Work to be completed :: Output exactly what appears from the line containing "if let Err(e)" to the end of the data below, and nothing more.

Saved data entries:
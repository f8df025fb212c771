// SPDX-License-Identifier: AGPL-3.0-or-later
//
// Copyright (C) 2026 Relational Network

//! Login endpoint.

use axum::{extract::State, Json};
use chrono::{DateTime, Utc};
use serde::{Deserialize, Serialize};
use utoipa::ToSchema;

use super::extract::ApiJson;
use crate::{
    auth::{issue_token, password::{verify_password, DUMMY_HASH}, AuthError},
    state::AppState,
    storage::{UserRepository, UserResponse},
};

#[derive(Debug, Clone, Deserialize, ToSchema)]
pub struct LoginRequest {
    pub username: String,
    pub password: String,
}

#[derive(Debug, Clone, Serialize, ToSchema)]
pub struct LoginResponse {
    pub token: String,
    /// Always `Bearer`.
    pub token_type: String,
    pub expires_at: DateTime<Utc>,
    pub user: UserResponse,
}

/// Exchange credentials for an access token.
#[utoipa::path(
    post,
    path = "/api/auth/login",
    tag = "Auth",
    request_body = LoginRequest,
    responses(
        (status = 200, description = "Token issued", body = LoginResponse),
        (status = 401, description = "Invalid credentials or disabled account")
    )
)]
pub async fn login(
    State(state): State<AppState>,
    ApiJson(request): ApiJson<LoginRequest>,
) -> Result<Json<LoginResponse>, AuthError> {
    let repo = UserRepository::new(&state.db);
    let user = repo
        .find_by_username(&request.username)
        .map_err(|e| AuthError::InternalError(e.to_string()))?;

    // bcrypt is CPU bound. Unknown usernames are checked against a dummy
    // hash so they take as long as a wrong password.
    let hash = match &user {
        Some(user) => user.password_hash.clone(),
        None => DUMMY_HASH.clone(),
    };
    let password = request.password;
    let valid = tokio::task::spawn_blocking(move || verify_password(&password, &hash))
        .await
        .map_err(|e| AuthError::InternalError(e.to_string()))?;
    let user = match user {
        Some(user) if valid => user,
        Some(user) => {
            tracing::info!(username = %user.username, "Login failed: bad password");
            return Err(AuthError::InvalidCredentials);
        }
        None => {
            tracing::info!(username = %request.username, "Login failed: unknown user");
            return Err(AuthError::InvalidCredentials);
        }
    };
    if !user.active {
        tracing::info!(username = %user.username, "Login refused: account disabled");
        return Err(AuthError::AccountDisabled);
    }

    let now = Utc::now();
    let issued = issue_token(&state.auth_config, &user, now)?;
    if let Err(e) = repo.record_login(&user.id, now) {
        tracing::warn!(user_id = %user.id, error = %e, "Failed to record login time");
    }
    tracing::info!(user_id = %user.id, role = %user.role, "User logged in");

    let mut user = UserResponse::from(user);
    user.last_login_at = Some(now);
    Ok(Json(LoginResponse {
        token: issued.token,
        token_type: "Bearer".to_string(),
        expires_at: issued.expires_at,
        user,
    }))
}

Answer space ::
    if let Err(e) = repo.record_login(&user.id, now) {
        tracing::warn!(user_id = %user.id, error = %e, "Failed to record login time");
    }
    tracing::info!(user_id = %user.id, role = %user.role, "User logged in");

    let mut user = UserResponse::from(user);
    user.last_login_at = Some(now);
    Ok(Json(LoginResponse {
        token: issued.token,
        token_type: "Bearer".to_string(),
        expires_at: issued.expires_at,
        user,
    }))
}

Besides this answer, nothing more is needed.